BEGIN

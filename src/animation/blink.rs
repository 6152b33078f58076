use std::time::{Duration, Instant};

/// Whether a blinking element is lit `elapsed` into a cycle of `period` on / `period` off.
/// Starts lit.
pub fn lit_at(elapsed: Duration, period: Duration) -> bool {
    if period.is_zero() {
        return true;
    }
    (elapsed.as_millis() / period.as_millis()) % 2 == 0
}

/// Boundary feedback: `count` blinks, each `duration` dimmed followed by `duration` lit.
#[derive(Debug, Clone, Copy, PartialEq, Eq)]
pub struct Flash {
    pub started_at: Instant,
    pub count: u8,
    pub duration: Duration,
}

impl Flash {
    pub fn new(started_at: Instant, count: u8, duration: Duration) -> Self {
        Self {
            started_at,
            count,
            duration,
        }
    }

    /// Total time from first dim to last relit
    pub fn total(&self) -> Duration {
        self.duration * 2 * u32::from(self.count)
    }

    pub fn is_active(&self, now: Instant) -> bool {
        now.saturating_duration_since(self.started_at) < self.total()
    }

    /// True while the flashed element should be drawn dimmed. Each blink dims first.
    pub fn is_dimmed(&self, now: Instant) -> bool {
        let elapsed = now.saturating_duration_since(self.started_at);
        self.is_active(now) && !lit_at(elapsed + self.duration, self.duration)
    }
}

#[cfg(test)]
mod tests {
    use super::*;

    fn ms(n: u64) -> Duration {
        Duration::from_millis(n)
    }

    #[test]
    fn lit_alternates_every_period() {
        assert!(lit_at(ms(0), ms(600)));
        assert!(lit_at(ms(599), ms(600)));
        assert!(!lit_at(ms(600), ms(600)));
        assert!(lit_at(ms(1200), ms(600)));
    }

    #[test]
    fn flash_blinks_count_times_then_stops() {
        let t0 = Instant::now();
        let flash = Flash::new(t0, 3, ms(150));
        assert_eq!(flash.total(), ms(900));

        let dimmed: Vec<bool> = (0..6).map(|i| flash.is_dimmed(t0 + ms(i * 150))).collect();
        assert_eq!(dimmed, vec![true, false, true, false, true, false]);

        assert!(flash.is_active(t0 + ms(899)));
        assert!(!flash.is_active(t0 + ms(900)));
        assert!(!flash.is_dimmed(t0 + ms(900)));
    }
}
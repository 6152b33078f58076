use std::time::{Duration, Instant};

use color_eyre::eyre::{Result, WrapErr};
use tokio::io::{AsyncBufReadExt, AsyncWriteExt, BufReader};
use tracing::{debug, info, warn};

use jogdial::{Action, Config, DialController, RenderFrame};

/// Longest single `wait`: the longest cook plus preheat fits well inside
pub const MAX_WAIT: Duration = Duration::from_secs(7 * 24 * 60 * 60);

/// One line of the headless command stream
#[derive(Debug, Clone, Copy, PartialEq, Eq)]
pub enum Command {
    Dial(Action),
    Reset,
    Wait(Duration),
    Frame,
}

pub fn parse_command(line: &str) -> Option<Command> {
    let mut words = line.split_whitespace();
    let command = match words.next()? {
        "left" => Command::Dial(Action::RotateDecrease),
        "right" => Command::Dial(Action::RotateIncrease),
        "press" => Command::Dial(Action::Press),
        "aux" => Command::Dial(Action::Aux),
        "reset" => Command::Reset,
        "frame" => Command::Frame,
        "wait" => {
            let wait = Duration::from_millis(words.next()?.parse().ok()?);
            if wait > MAX_WAIT {
                return None;
            }
            Command::Wait(wait)
        }
        _ => return None,
    };
    match words.next() {
        Some(_) => None,
        None => Some(command),
    }
}

/// A dial on a simulated clock: time only moves on `wait`
pub struct Session {
    dial: DialController,
    base: Instant,
    elapsed: Duration,
    housekeeping: Duration,
}

impl Session {
    pub fn new(config: Config, base: Instant) -> jogdial::DialResult<Self> {
        let housekeeping = config.housekeeping_interval().max(Duration::from_millis(1));
        Ok(Self {
            dial: DialController::new(config)?,
            base,
            elapsed: Duration::ZERO,
            housekeeping,
        })
    }

    pub fn now(&self) -> Instant {
        self.base + self.elapsed
    }

    /// Apply one command; `frame` yields the current render output
    pub fn apply(&mut self, command: Command) -> Option<RenderFrame> {
        match command {
            Command::Dial(action) => {
                let outcome = self.dial.handle(action, self.now());
                debug!(?action, ?outcome, "headless input");
                None
            }
            Command::Reset => {
                self.dial.reset();
                None
            }
            Command::Wait(duration) => {
                // Housekeeping cadence, so phase changes land where the live loop puts them
                let target = self.elapsed + duration;
                if self.base.checked_add(target).is_none() {
                    warn!(?duration, "wait runs past the simulated clock, ignored");
                    return None;
                }
                while self.elapsed < target {
                    self.elapsed = (self.elapsed + self.housekeeping).min(target);
                    if let Some(phase) = self.dial.tick(self.now()) {
                        info!(%phase, "entered phase");
                    }
                }
                None
            }
            Command::Frame => Some(self.dial.frame(self.now())),
        }
    }
}

/// Read commands from stdin, write JSON frames to stdout
pub async fn run(config: Config) -> Result<()> {
    let mut session = Session::new(config, Instant::now())?;
    let mut lines = BufReader::new(tokio::io::stdin()).lines();
    let mut stdout = tokio::io::stdout();

    while let Some(line) = lines.next_line().await.wrap_err("Failed to read stdin")? {
        let line = line.trim();
        if line.is_empty() || line.starts_with('#') {
            continue;
        }
        let Some(command) = parse_command(line) else {
            warn!(line, "unknown headless command");
            eprintln!("unknown command: {line}");
            continue;
        };
        if let Some(frame) = session.apply(command) {
            let mut json = serde_json::to_string(&frame).wrap_err("Failed to encode frame")?;
            json.push('\n');
            stdout.write_all(json.as_bytes()).await?;
            stdout.flush().await?;
        }
    }
    Ok(())
}
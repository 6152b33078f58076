use serde::Serialize;

use super::color::Rgb;
use super::lifecycle::CountdownView;
use super::{CompletionOption, Lifecycle, Mode, TimePhase};

/// One tick as handed to the renderer
#[derive(Debug, Clone, PartialEq, Serialize)]
pub struct TickView {
    pub index: usize,
    /// Clockwise degrees from the top
    pub angle: f64,
    pub filled: bool,
    pub current: bool,
    pub length: f64,
    pub color: Rgb,
}

#[derive(Debug, Clone, Copy, PartialEq, Eq, Serialize)]
pub struct OptionView {
    pub option: CompletionOption,
    pub label: &'static str,
    pub selected: bool,
}

/// Everything a renderer needs to draw one frame of the dial
#[derive(Debug, Clone, PartialEq, Serialize)]
pub struct RenderFrame {
    pub lifecycle: Lifecycle,
    pub mode: Mode,
    pub time_phase: TimePhase,
    /// Temperature or time read-out for the centre of the dial
    pub primary: String,
    pub status: &'static str,
    /// False during the "off" half of the preheat label blink
    pub status_visible: bool,
    /// True while the boundary flash has the read-out dimmed
    pub flash_dimmed: bool,
    pub flash_active: bool,
    pub rapid: bool,
    pub total_ticks: usize,
    pub filled_count: usize,
    pub current_index: usize,
    pub ticks: Vec<TickView>,
    pub countdown: Option<CountdownView>,
    /// Completion choices, empty before the cycle completes
    pub options: Vec<OptionView>,
}

/// Status line for a lifecycle phase
pub fn status_text(lifecycle: Lifecycle, mode: Mode) -> &'static str {
    match (lifecycle, mode) {
        (Lifecycle::Setup, Mode::Temperature) => "Set temperature",
        (Lifecycle::Setup, Mode::Time) => "Set cook time",
        (Lifecycle::Starting, _) => "Starting…",
        (Lifecycle::Preheat, _) => "Preheating…",
        (Lifecycle::Cooking, _) => "Actively cooking",
        (Lifecycle::Complete, _) => "Cooking complete",
    }
}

END

# YOUR INSTRUCTIONS:
Which lines of the data contain "BufReader"? Copy them all.

# SOLUTION TO THE EXERCISE:
use tokio::io::{AsyncBufReadExt, AsyncWriteExt, BufReader};
    let mut lines = BufReader::new(tokio::io::stdin()).lines();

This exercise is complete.